Genesis 22:14: And Abraham called the name of that place Jehovah-jireh: as it is said to this day, In the mount of the LORD it shall be seen.

Exodus 6:2-3 And God spake unto Moses, and said unto him, I am the LORD: And I appeared unto Abraham, unto Isaac, and unto Jacob, by the name of God Almighty, but by my name JEHOVAH was I not known to them.

Exodus 17:15: And Moses built an altar, and called the name of it Jehovah-nissi...

Judges 6:24: Then Gideon built an altar there unto the LORD, and called it Jehovah-shalom: unto this day it is yet in Ophrah of the Abi-ezrites.

Psalm 83:18 That men may know that thou, whose name alone is JEHOVAH, art the most high over all the earth.

Isaiah 12:2: Behold, God is my salvation; I will trust, and not be afraid: for the LORD JEHOVAH is my strength and my song; he also is become my salvation.

Isaiah 26:4: Trust ye in the LORD for ever: for in the LORD JEHOVAH is everlasting strength:

The name Jehovah (Yahweh, Yahovah) encompasses all the above. But the sacred name is far more than a particular sound or a matter of correct spelling and pronunciation. The name Yahovah stands for the Almighty's character, His Word, His law, His Motives, His Work and His Family.

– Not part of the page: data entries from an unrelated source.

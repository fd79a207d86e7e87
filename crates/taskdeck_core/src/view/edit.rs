//! Per-row edit-mode state machine.
//!
//! # Responsibility
//! - Hold the edit buffer for the single row currently being edited.
//! - Commit the buffer through the store on confirm.
//!
//! # Invariants
//! - At most one row is in edit mode at a time; beginning an edit on a
//!   different row silently discards the uncommitted buffer. There is no
//!   explicit cancel action.

use crate::model::task::Task;
use crate::repo::state_repo::StateRepository;
use crate::store::task_store::{StoreResult, TaskStore};

#[derive(Debug, Clone, PartialEq, Eq)]
struct ActiveEdit {
    index: usize,
    buffer: String,
}

/// Tracks which row, if any, is in edit mode and its pending title text.
#[derive(Debug, Clone, Default, PartialEq, Eq)]
pub struct EditSession {
    active: Option<ActiveEdit>,
}

impl EditSession {
    pub fn new() -> Self {
        Self::default()
    }

    /// Enters edit mode for `index`, seeding the buffer with the current
    /// title. Any uncommitted buffer for another row is dropped.
    ///
    /// Returns false (and stays unchanged) for an out-of-range index.
    pub fn begin(&mut self, index: usize, tasks: &[Task]) -> bool {
        let Some(task) = tasks.get(index) else {
            return false;
        };

        self.active = Some(ActiveEdit {
            index,
            buffer: task.title.clone(),
        });
        true
    }

    /// Replaces the pending buffer text. No-op when no edit is active.
    pub fn set_buffer(&mut self, text: impl Into<String>) {
        if let Some(active) = self.active.as_mut() {
            active.buffer = text.into();
        }
    }

    /// Commits the buffer via the store and leaves edit mode.
    ///
    /// Returns `Ok(false)` when no edit is active. Note the committed title
    /// is not validated; an empty buffer produces an empty title.
    pub fn confirm<R: StateRepository>(&mut self, store: &mut TaskStore<R>) -> StoreResult<bool> {
        let Some(active) = self.active.take() else {
            return Ok(false);
        };

        store.edit_title(active.index, &active.buffer)
    }

    /// Index of the row in edit mode, if any.
    pub fn editing_index(&self) -> Option<usize> {
        self.active.as_ref().map(|active| active.index)
    }

    /// Pending buffer text, if an edit is active.
    pub fn buffer(&self) -> Option<&str> {
        self.active.as_ref().map(|active| active.buffer.as_str())
    }
}

#[cfg(test)]
mod tests {
    use super::EditSession;
    use crate::model::task::Task;

    fn tasks() -> Vec<Task> {
        vec![Task::new("first"), Task::new("second")]
    }

    #[test]
    fn begin_seeds_buffer_from_current_title() {
        let tasks = tasks();
        let mut session = EditSession::new();

        assert!(session.begin(1, &tasks));
        assert_eq!(session.editing_index(), Some(1));
        assert_eq!(session.buffer(), Some("second"));
    }

    #[test]
    fn begin_out_of_range_is_a_noop() {
        let tasks = tasks();
        let mut session = EditSession::new();

        assert!(!session.begin(5, &tasks));
        assert_eq!(session.editing_index(), None);
    }

    #[test]
    fn starting_another_edit_discards_uncommitted_buffer() {
        let tasks = tasks();
        let mut session = EditSession::new();

        session.begin(0, &tasks);
        session.set_buffer("half-typed change");
        session.begin(1, &tasks);

        assert_eq!(session.editing_index(), Some(1));
        assert_eq!(session.buffer(), Some("second"));
    }

    #[test]
    fn set_buffer_without_active_edit_is_ignored() {
        let mut session = EditSession::new();
        session.set_buffer("orphan");
        assert_eq!(session.buffer(), None);
    }
}
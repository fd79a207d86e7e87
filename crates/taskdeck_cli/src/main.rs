//! Command-line surface for the task list.
//!
//! # Responsibility
//! - Map subcommands onto task store operations.
//! - Provide an interactive session with live search, an in-progress-only
//!   toggle, and the two-step edit flow.

use clap::{Parser, Subcommand};
use log::{debug, info};
use std::error::Error;
use std::io::{self, BufRead, Write};
use std::path::PathBuf;
use std::process::ExitCode;
use taskdeck_core::db::open_db;
use taskdeck_core::{
    core_version, init_logging, visible_tasks, EditSession, FilterCriteria,
    SqliteStateRepository, StateRepository, StoreResult, Task, TaskStore,
};

#[derive(Parser)]
#[command(
    name = "taskdeck",
    version = core_version(),
    about = "A locally persisted task list"
)]
struct Cli {
    /// Database file holding the task list.
    #[arg(long, default_value = "taskdeck.db")]
    db: PathBuf,

    /// Enable file logging into this directory (absolute path).
    #[arg(long)]
    log_dir: Option<String>,

    #[command(subcommand)]
    command: Command,
}

#[derive(Subcommand)]
enum Command {
    /// Add a task. Whitespace-only titles are rejected silently.
    Add { title: String },
    /// Show tasks with their indices, optionally filtered.
    List {
        /// Case-insensitive substring to match against titles.
        #[arg(long, default_value = "")]
        search: String,
        /// Show only tasks that are still in progress.
        #[arg(long)]
        in_progress: bool,
    },
    /// Remove the task at INDEX (as shown by `list`).
    Remove { index: usize },
    /// Replace the title of the task at INDEX.
    Edit { index: usize, title: String },
    /// Flip the task at INDEX between in-progress and completed.
    Toggle { index: usize },
    /// Interactive session; type `help` at the prompt for commands.
    Ui,
}

impl Command {
    fn name(&self) -> &'static str {
        match self {
            Self::Add { .. } => "add",
            Self::List { .. } => "list",
            Self::Remove { .. } => "remove",
            Self::Edit { .. } => "edit",
            Self::Toggle { .. } => "toggle",
            Self::Ui => "ui",
        }
    }
}

fn main() -> ExitCode {
    let cli = Cli::parse();
    match run(cli) {
        Ok(()) => ExitCode::SUCCESS,
        Err(err) => {
            eprintln!("error: {err}");
            ExitCode::FAILURE
        }
    }
}

fn run(cli: Cli) -> Result<(), Box<dyn Error>> {
    if let Some(log_dir) = &cli.log_dir {
        init_logging(taskdeck_core::default_log_level(), log_dir)?;
    }

    let conn = open_db(&cli.db)?;
    let mut store = TaskStore::load(SqliteStateRepository::new(&conn))?;
    info!(
        "event=cli_start module=cli status=ok core_version={} tasks={}",
        core_version(),
        store.len()
    );
    debug!("event=cli_dispatch module=cli command={}", cli.command.name());

    match cli.command {
        Command::Add { title } => {
            if store.add(&title)? {
                println!("added: {title}");
            } else {
                println!("nothing added (empty title)");
            }
        }
        Command::List {
            search,
            in_progress,
        } => {
            let criteria = FilterCriteria {
                search_query: search,
                show_in_progress: in_progress,
            };
            render(store.tasks(), &criteria, None);
        }
        Command::Remove { index } => {
            if !store.remove(index)? {
                println!("no task at index {index}");
            }
        }
        Command::Edit { index, title } => {
            if !store.edit_title(index, &title)? {
                println!("no task at index {index}");
            }
        }
        Command::Toggle { index } => {
            if !store.toggle_state(index)? {
                println!("no task at index {index}");
            }
        }
        Command::Ui => interactive(&mut store)?,
    }

    Ok(())
}

fn render(tasks: &[Task], criteria: &FilterCriteria, session: Option<&EditSession>) {
    let visible = visible_tasks(tasks, criteria);
    if visible.is_empty() {
        println!("no tasks match");
        return;
    }

    let editing = session.and_then(EditSession::editing_index);
    for (index, task) in visible {
        let marker = if task.is_in_progress() { " " } else { "x" };
        if editing == Some(index) {
            let buffer = session.and_then(EditSession::buffer).unwrap_or_default();
            println!("[{index}] ({marker}) {} [editing: {buffer}]", task.title);
        } else {
            println!("[{index}] ({marker}) {}", task.title);
        }
    }
}

const UI_HELP: &str = "\
commands:
  add <title>     add a task
  rm <index>      remove a task
  toggle <index>  flip in-progress/completed
  edit <index>    start editing (seeds the buffer with the current title)
  set <text>      replace the pending edit buffer
  confirm [text]  commit the pending edit, optionally replacing the buffer
  search <text>   set the live search query (empty to clear)
  ongoing on|off  show only in-progress tasks
  list            redraw the task list
  quit            exit";

/// What the interactive loop should do after a line was handled.
#[derive(Debug, PartialEq, Eq)]
enum UiAction {
    Redraw,
    Skip,
    Quit,
}

/// Line-based interactive session.
///
/// Filtering is recomputed on every redraw; the edit buffer follows the
/// single-active-edit rule, so `edit` on another row drops an uncommitted
/// buffer without warning.
fn interactive<R: StateRepository>(store: &mut TaskStore<R>) -> Result<(), Box<dyn Error>> {
    let mut criteria = FilterCriteria::default();
    let mut session = EditSession::new();
    let stdin = io::stdin();

    render(store.tasks(), &criteria, Some(&session));
    loop {
        print!("> ");
        io::stdout().flush()?;

        let mut line = String::new();
        if stdin.lock().read_line(&mut line)? == 0 {
            return Ok(());
        }

        match dispatch_ui_line(line.trim_end_matches(['\n', '\r']), store, &mut criteria, &mut session)? {
            UiAction::Redraw => render(store.tasks(), &criteria, Some(&session)),
            UiAction::Skip => {}
            UiAction::Quit => return Ok(()),
        }
    }
}

/// Handles one line of the interactive session.
fn dispatch_ui_line<R: StateRepository>(
    line: &str,
    store: &mut TaskStore<R>,
    criteria: &mut FilterCriteria,
    session: &mut EditSession,
) -> StoreResult<UiAction> {
    let (command, rest) = match line.split_once(' ') {
        Some((command, rest)) => (command, rest),
        None => (line, ""),
    };

    match command {
        "add" => {
            store.add(rest)?;
        }
        "rm" => match rest.trim().parse::<usize>() {
            Ok(index) => {
                store.remove(index)?;
            }
            Err(_) => println!("usage: rm <index>"),
        },
        "toggle" => match rest.trim().parse::<usize>() {
            Ok(index) => {
                store.toggle_state(index)?;
            }
            Err(_) => println!("usage: toggle <index>"),
        },
        "edit" => match rest.trim().parse::<usize>() {
            Ok(index) => {
                if !session.begin(index, store.tasks()) {
                    println!("no task at index {index}");
                }
            }
            Err(_) => println!("usage: edit <index>"),
        },
        "set" => {
            if session.editing_index().is_none() {
                println!("no edit in progress; use `edit <index>` first");
            } else {
                session.set_buffer(rest);
            }
        }
        "confirm" => {
            if session.editing_index().is_none() {
                println!("no edit in progress");
            } else {
                if !rest.is_empty() {
                    session.set_buffer(rest);
                }
                session.confirm(store)?;
            }
        }
        "search" => criteria.search_query = rest.to_string(),
        "ongoing" => match rest.trim() {
            "on" => criteria.show_in_progress = true,
            "off" => criteria.show_in_progress = false,
            _ => println!("usage: ongoing on|off"),
        },
        "list" => {}
        "help" => {
            println!("{UI_HELP}");
            return Ok(UiAction::Skip);
        }
        "quit" | "exit" => return Ok(UiAction::Quit),
        "" => return Ok(UiAction::Skip),
        other => {
            println!("unknown command `{other}`; type `help`");
            return Ok(UiAction::Skip);
        }
    }

    Ok(UiAction::Redraw)
}

#[cfg(test)]
mod tests {
    use super::{dispatch_ui_line, Cli, UiAction};
    use clap::CommandFactory;
    use taskdeck_core::db::open_db_in_memory;
    use taskdeck_core::{core_version, EditSession, FilterCriteria, SqliteStateRepository, TaskStore};

    #[test]
    fn cli_reports_the_core_crate_version() {
        let command = Cli::command();
        assert_eq!(command.get_version(), Some(core_version()));
    }

    #[test]
    fn confirm_accepts_replacement_text() {
        let conn = open_db_in_memory().unwrap();
        let mut store = TaskStore::load(SqliteStateRepository::new(&conn)).unwrap();
        store.add("draft").unwrap();
        let mut criteria = FilterCriteria::default();
        let mut session = EditSession::new();

        dispatch_ui_line("edit 0", &mut store, &mut criteria, &mut session).unwrap();
        let action =
            dispatch_ui_line("confirm final title", &mut store, &mut criteria, &mut session)
                .unwrap();

        assert_eq!(action, UiAction::Redraw);
        assert_eq!(store.tasks()[0].title, "final title");
        assert_eq!(session.editing_index(), None);
    }

    #[test]
    fn bare_confirm_commits_the_seeded_buffer() {
        let conn = open_db_in_memory().unwrap();
        let mut store = TaskStore::load(SqliteStateRepository::new(&conn)).unwrap();
        store.add("keep me").unwrap();
        let mut criteria = FilterCriteria::default();
        let mut session = EditSession::new();

        dispatch_ui_line("edit 0", &mut store, &mut criteria, &mut session).unwrap();
        dispatch_ui_line("confirm", &mut store, &mut criteria, &mut session).unwrap();

        assert_eq!(store.tasks()[0].title, "keep me");
        assert_eq!(session.editing_index(), None);
    }

    #[test]
    fn search_and_ongoing_update_the_criteria() {
        let conn = open_db_in_memory().unwrap();
        let mut store = TaskStore::load(SqliteStateRepository::new(&conn)).unwrap();
        let mut criteria = FilterCriteria::default();
        let mut session = EditSession::new();

        dispatch_ui_line("search milk", &mut store, &mut criteria, &mut session).unwrap();
        dispatch_ui_line("ongoing on", &mut store, &mut criteria, &mut session).unwrap();
        assert_eq!(criteria.search_query, "milk");
        assert!(criteria.show_in_progress);

        dispatch_ui_line("ongoing off", &mut store, &mut criteria, &mut session).unwrap();
        assert!(!criteria.show_in_progress);
    }

    #[test]
    fn quit_and_unknown_commands_do_not_touch_the_store() {
        let conn = open_db_in_memory().unwrap();
        let mut store = TaskStore::load(SqliteStateRepository::new(&conn)).unwrap();
        store.add("untouched").unwrap();
        let mut criteria = FilterCriteria::default();
        let mut session = EditSession::new();

        let quit = dispatch_ui_line("quit", &mut store, &mut criteria, &mut session).unwrap();
        assert_eq!(quit, UiAction::Quit);

        let unknown = dispatch_ui_line("frobnicate", &mut store, &mut criteria, &mut session).unwrap();
        assert_eq!(unknown, UiAction::Skip);
        assert_eq!(store.len(), 1);
    }
}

Currently there is much dispute on the subject of the sacred names; but I have no desire to argue. Remember that the Third Commandment forbids mankind from taking the LORD'S name in vain. Endless argument could well result in the breaking of this commandment.

The Jews, on the other hand, consider it sacrilegious to even utter the sacred name: advising that we use titles such as Lord, Master of the World, Almighty One, the Name etc... But the Third Commandment does not forbid the use of God's name. It simply forbids "taking His name in vain." Note the difference. The word "vain" means with "the emptiness of self-deluding vanity and falsehood."

In other words, believers are allowed to utter or write the sacred name of the Most High; but we must do so with reverence: and certainly not to show off our knowledge. As mentioned above, the sacred name appears in the Hebrew Scriptures (the Old Testament) over 6500 times! so it cannot be sacrilegious to utter the name when reading the Scriptures aloud or when writing of the Almighty.

Strong's Concordance has the following Note for LORD...

03068 Yahovah {yeh-ho-vaw'}
AV - LORD 6510, GOD 4, JEHOVAH 4, variant 1; 6519
Jehovah = "the existing One"
1) the proper name of the one true God
1a) unpronounced except with the vowel pointings of 0136

I apologize if I offended you, that was not my intent. God bless.

Simplicity is the very soul of beauty.